Work instructions>
Determine how many lines in the records include "Some". Write the number and nothing more.

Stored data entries
■ ■ ■ ■ ■

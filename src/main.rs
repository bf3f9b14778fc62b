use std::sync::Arc;

use clap::Parser;
use serde_json::json;
use tracing_subscriber::{layer::SubscriberExt, util::SubscriberInitExt};

use license_manager::config::Config;
use license_manager::context::RequestContext;
use license_manager::db::{create_pool, init_db};
use license_manager::handlers;
use license_manager::jwt::TokenIssuer;
use license_manager::models::{CreateApplication, CreateClient, CreateLicense, CreateLicenseType};
use license_manager::repository::SqliteStore;
use license_manager::state::AppState;

#[derive(Parser, Debug)]
#[command(name = "license-manager")]
#[command(about = "Multi-tenant license issuing, validation and usage metering server")]
struct Cli {
    /// Create an application with this name if none exist yet, and print its credentials
    #[arg(long, value_name = "NAME")]
    bootstrap_application: Option<String>,

    /// Seed the database with demo data (dev mode only)
    #[arg(long)]
    seed: bool,
}

/// Log and exit. Startup failures are not recoverable.
fn fatal(context: &str, err: impl std::fmt::Display) -> ! {
    tracing::error!("{}: {}", context, err);
    eprintln!("{}: {}", context, err);
    std::process::exit(1);
}

async fn bootstrap_application(state: &AppState, name: &str) {
    let ctx = RequestContext::new();
    let count = state
        .applications
        .count(&ctx)
        .await
        .unwrap_or_else(|e| fatal("Failed to count applications", e));
    if count > 0 {
        tracing::info!("Applications already exist, skipping bootstrap");
        return;
    }

    let created = state
        .applications
        .create(
            &ctx,
            CreateApplication {
                name: name.to_string(),
                description: "Bootstrap application".to_string(),
                version: String::new(),
            },
        )
        .await
        .unwrap_or_else(|e| fatal("Failed to create bootstrap application", e));

    tracing::info!("============================================");
    tracing::info!("BOOTSTRAP APPLICATION CREATED");
    tracing::info!("Application: {} ({})", created.application.name, created.application.id);
    tracing::info!("API Key: {}", created.application.api_key);
    tracing::info!("API Secret: {}", created.api_secret);
    tracing::info!("============================================");
    tracing::info!("SAVE THE API SECRET - IT WILL NOT BE SHOWN AGAIN");
    tracing::info!("============================================");
}

/// Seeds an application, license type, client and license for local testing.
/// Only runs when the database has no applications.
async fn seed_dev_data(state: &AppState) {
    let ctx = RequestContext::new();
    let count = state
        .applications
        .count(&ctx)
        .await
        .unwrap_or_else(|e| fatal("Failed to count applications", e));
    if count > 0 {
        tracing::info!("Database already has data, skipping seed");
        return;
    }

    tracing::info!("============================================");
    tracing::info!("SEEDING DEV DATA");
    tracing::info!("============================================");

    let created = state
        .applications
        .create(
            &ctx,
            CreateApplication {
                name: "Demo App".to_string(),
                description: "Seeded for local development".to_string(),
                version: "1.0.0".to_string(),
            },
        )
        .await
        .unwrap_or_else(|e| fatal("Failed to create demo application", e));
    let app_id = created.application.id.clone();

    let features = json!({ "seats": 5, "projects": 10, "export": true });
    let license_type = state
        .license_types
        .create(
            &ctx,
            &app_id,
            CreateLicenseType {
                name: "Pro".to_string(),
                description: "30-day pro plan".to_string(),
                duration_days: 30,
                price: 29.0,
                features: features.as_object().cloned().unwrap_or_default(),
                is_active: true,
            },
        )
        .await
        .unwrap_or_else(|e| fatal("Failed to create demo license type", e));

    let client = state
        .clients
        .create(
            &ctx,
            &app_id,
            CreateClient {
                name: "Demo Customer".to_string(),
                email: "customer@example.com".to_string(),
                company: Some("Example Inc".to_string()),
                contact_person: None,
                phone: None,
                metadata: None,
            },
        )
        .await
        .unwrap_or_else(|e| fatal("Failed to create demo client", e));

    let license = state
        .engine
        .create(
            &ctx,
            &app_id,
            CreateLicense {
                license_type_id: license_type.id.clone(),
                client_id: client.id.clone(),
                usage_limits: None,
            },
        )
        .await
        .unwrap_or_else(|e| fatal("Failed to create demo license", e));

    tracing::info!("============================================");
    tracing::info!("DEV DATA SEEDED SUCCESSFULLY");
    tracing::info!("============================================");

    // Copy-paste friendly output, no log formatting
    println!();
    println!("--- COPY FROM HERE ---");
    println!("  application_id: {}", app_id);
    println!("  api_key: {}", created.application.api_key);
    println!("  api_secret: {}", created.api_secret);
    println!("  license_type_id: {}", license_type.id);
    println!("  client_id: {}", client.id);
    println!("  license_id: {}", license.id);
    println!("  license_key: {}", license.license_key);
    println!("--- END COPY ---");
    println!();
}

#[tokio::main]
async fn main() {
    let cli = Cli::parse();

    tracing_subscriber::registry()
        .with(
            tracing_subscriber::EnvFilter::try_from_default_env()
                .unwrap_or_else(|_| "license_manager=debug,tower_http=debug".into()),
        )
        .with(tracing_subscriber::fmt::layer())
        .init();

    let config = Config::from_env().unwrap_or_else(|e| fatal("Invalid configuration", e));

    if config.dev_mode {
        tracing::info!("Running in DEVELOPMENT mode");
    }

    let pool = create_pool(&config.database_path)
        .unwrap_or_else(|e| fatal("Failed to create database pool", e));
    {
        let conn = pool
            .get()
            .unwrap_or_else(|e| fatal("Failed to get connection", e));
        init_db(&conn).unwrap_or_else(|e| fatal("Failed to initialize database", e));
    }

    let tokens = TokenIssuer::new(config.jwt_secret.as_bytes(), config.jwt_expiration_hours)
        .unwrap_or_else(|e| fatal("Invalid JWT configuration", e));
    let state = AppState::new(
        Arc::new(SqliteStore::new(pool)),
        tokens,
        config.request_timeout,
    );

    if cli.seed {
        if !config.dev_mode {
            tracing::warn!("--seed flag ignored: not in dev mode (set LM_ENV=dev)");
        } else {
            seed_dev_data(&state).await;
        }
    }

    if let Some(ref name) = cli.bootstrap_application {
        bootstrap_application(&state, name).await;
    }

    let app = handlers::app(state);

    let addr = config.addr();
    let listener = tokio::net::TcpListener::bind(&addr)
        .await
        .unwrap_or_else(|e| fatal("Failed to bind to address", e));

    tracing::info!("License manager listening on {}", addr);

    if let Err(e) = axum::serve(listener, app)
        .with_graceful_shutdown(shutdown_signal())
        .await
    {
        fatal("Server error", e);
    }
}

async fn shutdown_signal() {
    if let Err(e) = tokio::signal::ctrl_c().await {
        tracing::error!("Failed to install Ctrl+C handler: {}", e);
        std::future::pending::<()>().await;
    }
    tracing::info!("Shutdown signal received, stopping server...");
}
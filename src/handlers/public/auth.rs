use axum::{extract::State, http::HeaderMap};

use crate::error::Result;
use crate::extractors::Json;
use crate::models::{TokenRequest, TokenResponse};
use crate::state::AppState;

/// Exchange an application's API key and secret for a bearer token.
pub async fn issue_token(
    State(state): State<AppState>,
    headers: HeaderMap,
    Json(req): Json<TokenRequest>,
) -> Result<Json<TokenResponse>> {
    let ctx = state.ctx(&headers);
    let token = state.applications.generate_token(&ctx, &req).await?;
    Ok(Json(token))
}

■ ■ ■ ■ ■

Answer for the task>
2